──────── DATA PROVIDED
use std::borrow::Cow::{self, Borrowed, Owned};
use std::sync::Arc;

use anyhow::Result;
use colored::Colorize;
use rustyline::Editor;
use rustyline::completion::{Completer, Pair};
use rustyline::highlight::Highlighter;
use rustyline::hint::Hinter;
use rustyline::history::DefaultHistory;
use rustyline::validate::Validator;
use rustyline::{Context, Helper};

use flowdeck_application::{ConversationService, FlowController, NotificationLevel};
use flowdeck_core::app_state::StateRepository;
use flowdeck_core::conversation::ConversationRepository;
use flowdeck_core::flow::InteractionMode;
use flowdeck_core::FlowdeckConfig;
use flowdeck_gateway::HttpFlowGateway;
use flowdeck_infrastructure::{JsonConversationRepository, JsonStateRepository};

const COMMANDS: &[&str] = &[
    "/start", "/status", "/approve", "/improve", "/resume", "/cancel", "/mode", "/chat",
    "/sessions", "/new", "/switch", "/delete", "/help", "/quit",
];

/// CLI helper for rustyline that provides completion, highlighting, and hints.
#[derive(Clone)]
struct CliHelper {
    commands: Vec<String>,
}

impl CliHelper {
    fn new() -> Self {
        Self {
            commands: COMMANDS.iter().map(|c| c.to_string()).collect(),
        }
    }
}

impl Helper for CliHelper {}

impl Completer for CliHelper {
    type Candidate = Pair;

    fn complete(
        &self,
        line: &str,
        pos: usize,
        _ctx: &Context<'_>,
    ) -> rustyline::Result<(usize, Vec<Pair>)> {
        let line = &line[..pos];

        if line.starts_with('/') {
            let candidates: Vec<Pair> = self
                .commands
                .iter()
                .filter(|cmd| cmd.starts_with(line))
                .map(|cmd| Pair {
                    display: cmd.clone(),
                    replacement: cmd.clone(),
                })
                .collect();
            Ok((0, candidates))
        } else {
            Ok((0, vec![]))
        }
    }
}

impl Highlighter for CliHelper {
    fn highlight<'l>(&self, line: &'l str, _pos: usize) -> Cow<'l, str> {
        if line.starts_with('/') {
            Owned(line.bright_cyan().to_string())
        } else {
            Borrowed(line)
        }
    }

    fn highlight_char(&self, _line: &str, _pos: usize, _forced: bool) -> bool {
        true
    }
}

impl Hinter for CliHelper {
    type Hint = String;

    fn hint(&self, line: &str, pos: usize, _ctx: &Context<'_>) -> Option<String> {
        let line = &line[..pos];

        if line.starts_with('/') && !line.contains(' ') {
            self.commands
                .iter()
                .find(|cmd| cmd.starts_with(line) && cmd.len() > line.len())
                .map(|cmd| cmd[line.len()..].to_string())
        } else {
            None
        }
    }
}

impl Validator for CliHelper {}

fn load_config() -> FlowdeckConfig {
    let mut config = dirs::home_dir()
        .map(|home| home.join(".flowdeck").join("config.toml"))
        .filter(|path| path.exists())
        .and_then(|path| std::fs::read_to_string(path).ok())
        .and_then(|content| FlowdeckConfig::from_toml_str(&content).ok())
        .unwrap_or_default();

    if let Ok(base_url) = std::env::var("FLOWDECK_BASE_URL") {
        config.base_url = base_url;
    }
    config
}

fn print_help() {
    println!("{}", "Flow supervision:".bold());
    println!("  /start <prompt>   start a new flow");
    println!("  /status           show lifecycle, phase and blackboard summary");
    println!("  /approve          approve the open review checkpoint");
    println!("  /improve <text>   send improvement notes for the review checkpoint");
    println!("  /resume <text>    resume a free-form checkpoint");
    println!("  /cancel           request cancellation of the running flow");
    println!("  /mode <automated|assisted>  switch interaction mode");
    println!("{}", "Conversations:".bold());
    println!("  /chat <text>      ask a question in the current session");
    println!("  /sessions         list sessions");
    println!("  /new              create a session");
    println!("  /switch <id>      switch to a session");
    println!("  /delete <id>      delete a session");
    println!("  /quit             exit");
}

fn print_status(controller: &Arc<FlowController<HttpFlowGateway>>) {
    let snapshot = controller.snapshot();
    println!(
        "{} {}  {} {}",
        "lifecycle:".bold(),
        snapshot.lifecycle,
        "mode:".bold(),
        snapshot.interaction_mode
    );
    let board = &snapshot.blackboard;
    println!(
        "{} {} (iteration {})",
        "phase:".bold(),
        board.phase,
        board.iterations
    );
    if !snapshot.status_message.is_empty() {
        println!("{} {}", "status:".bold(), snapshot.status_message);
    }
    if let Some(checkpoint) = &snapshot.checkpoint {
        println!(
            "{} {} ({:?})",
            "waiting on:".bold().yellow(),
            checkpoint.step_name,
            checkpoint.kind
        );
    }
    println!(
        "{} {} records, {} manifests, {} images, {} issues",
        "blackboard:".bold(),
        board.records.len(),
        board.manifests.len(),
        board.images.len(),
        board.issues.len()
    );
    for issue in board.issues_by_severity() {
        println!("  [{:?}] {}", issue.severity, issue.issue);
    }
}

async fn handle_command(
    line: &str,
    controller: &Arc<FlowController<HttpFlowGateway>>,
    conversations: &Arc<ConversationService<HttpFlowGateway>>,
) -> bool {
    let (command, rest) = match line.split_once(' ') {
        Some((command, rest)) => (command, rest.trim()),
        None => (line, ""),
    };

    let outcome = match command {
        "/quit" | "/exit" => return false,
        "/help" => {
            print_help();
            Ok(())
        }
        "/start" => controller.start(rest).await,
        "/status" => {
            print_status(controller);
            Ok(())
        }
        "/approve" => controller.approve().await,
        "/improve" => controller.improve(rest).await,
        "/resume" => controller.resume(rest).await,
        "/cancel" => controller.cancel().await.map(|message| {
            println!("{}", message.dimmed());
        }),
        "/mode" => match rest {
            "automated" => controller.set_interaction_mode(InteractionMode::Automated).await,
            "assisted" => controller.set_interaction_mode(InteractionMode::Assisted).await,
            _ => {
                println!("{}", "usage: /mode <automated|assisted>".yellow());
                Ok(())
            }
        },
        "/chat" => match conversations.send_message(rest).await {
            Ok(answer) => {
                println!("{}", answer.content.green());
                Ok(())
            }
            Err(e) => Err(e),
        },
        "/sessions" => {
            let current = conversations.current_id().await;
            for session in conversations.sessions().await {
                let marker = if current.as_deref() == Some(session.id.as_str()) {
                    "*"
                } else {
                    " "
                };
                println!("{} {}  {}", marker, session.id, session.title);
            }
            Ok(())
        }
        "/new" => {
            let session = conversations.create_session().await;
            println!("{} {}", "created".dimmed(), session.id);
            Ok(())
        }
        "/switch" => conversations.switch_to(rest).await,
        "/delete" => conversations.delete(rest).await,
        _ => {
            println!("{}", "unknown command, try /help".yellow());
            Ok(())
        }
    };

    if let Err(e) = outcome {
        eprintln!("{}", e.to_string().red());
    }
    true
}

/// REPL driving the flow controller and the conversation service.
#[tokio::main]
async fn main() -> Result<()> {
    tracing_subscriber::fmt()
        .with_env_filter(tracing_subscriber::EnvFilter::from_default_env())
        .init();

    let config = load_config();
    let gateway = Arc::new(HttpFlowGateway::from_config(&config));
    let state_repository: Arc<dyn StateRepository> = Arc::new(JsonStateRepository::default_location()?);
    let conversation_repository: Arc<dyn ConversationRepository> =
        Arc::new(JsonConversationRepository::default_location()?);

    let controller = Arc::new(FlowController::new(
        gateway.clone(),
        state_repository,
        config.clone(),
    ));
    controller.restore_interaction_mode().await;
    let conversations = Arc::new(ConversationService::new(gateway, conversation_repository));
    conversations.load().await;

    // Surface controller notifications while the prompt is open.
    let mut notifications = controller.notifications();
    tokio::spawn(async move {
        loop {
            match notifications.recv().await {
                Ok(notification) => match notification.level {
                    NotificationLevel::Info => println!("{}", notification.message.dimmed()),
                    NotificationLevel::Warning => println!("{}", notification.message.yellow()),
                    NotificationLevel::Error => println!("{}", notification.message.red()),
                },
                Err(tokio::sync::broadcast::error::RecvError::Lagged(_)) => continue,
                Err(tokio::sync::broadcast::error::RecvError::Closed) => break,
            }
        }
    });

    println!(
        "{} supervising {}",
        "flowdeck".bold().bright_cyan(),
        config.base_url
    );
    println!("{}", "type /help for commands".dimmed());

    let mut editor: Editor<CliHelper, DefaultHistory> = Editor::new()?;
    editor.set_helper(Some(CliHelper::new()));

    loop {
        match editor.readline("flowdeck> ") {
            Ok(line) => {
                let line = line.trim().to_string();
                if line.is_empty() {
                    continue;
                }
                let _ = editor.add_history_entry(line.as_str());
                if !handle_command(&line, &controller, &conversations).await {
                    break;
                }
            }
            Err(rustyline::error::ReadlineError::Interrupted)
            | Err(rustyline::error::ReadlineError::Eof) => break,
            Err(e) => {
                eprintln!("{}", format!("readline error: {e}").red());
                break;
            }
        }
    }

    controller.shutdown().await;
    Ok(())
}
────────────────
- DESCRIPTION OF THE TASK -
From the records above, give again exactly the lines running from the line with "Ok(notification) => match" to the line with "let _ = editor.add_history_entry(line.as_str());", inclusive.

- THE COMPLETED TASK -
                Ok(notification) => match notification.level {
                    NotificationLevel::Info => println!("{}", notification.message.dimmed()),
                    NotificationLevel::Warning => println!("{}", notification.message.yellow()),
                    NotificationLevel::Error => println!("{}", notification.message.red()),
                },
                Err(tokio::sync::broadcast::error::RecvError::Lagged(_)) => continue,
                Err(tokio::sync::broadcast::error::RecvError::Closed) => break,
            }
        }
    });

    println!(
        "{} supervising {}",
        "flowdeck".bold().bright_cyan(),
        config.base_url
    );
    println!("{}", "type /help for commands".dimmed());

    let mut editor: Editor<CliHelper, DefaultHistory> = Editor::new()?;
    editor.set_helper(Some(CliHelper::new()));

    loop {
        match editor.readline("flowdeck> ") {
            Ok(line) => {
                let line = line.trim().to_string();
                if line.is_empty() {
                    continue;
                }
                let _ = editor.add_history_entry(line.as_str());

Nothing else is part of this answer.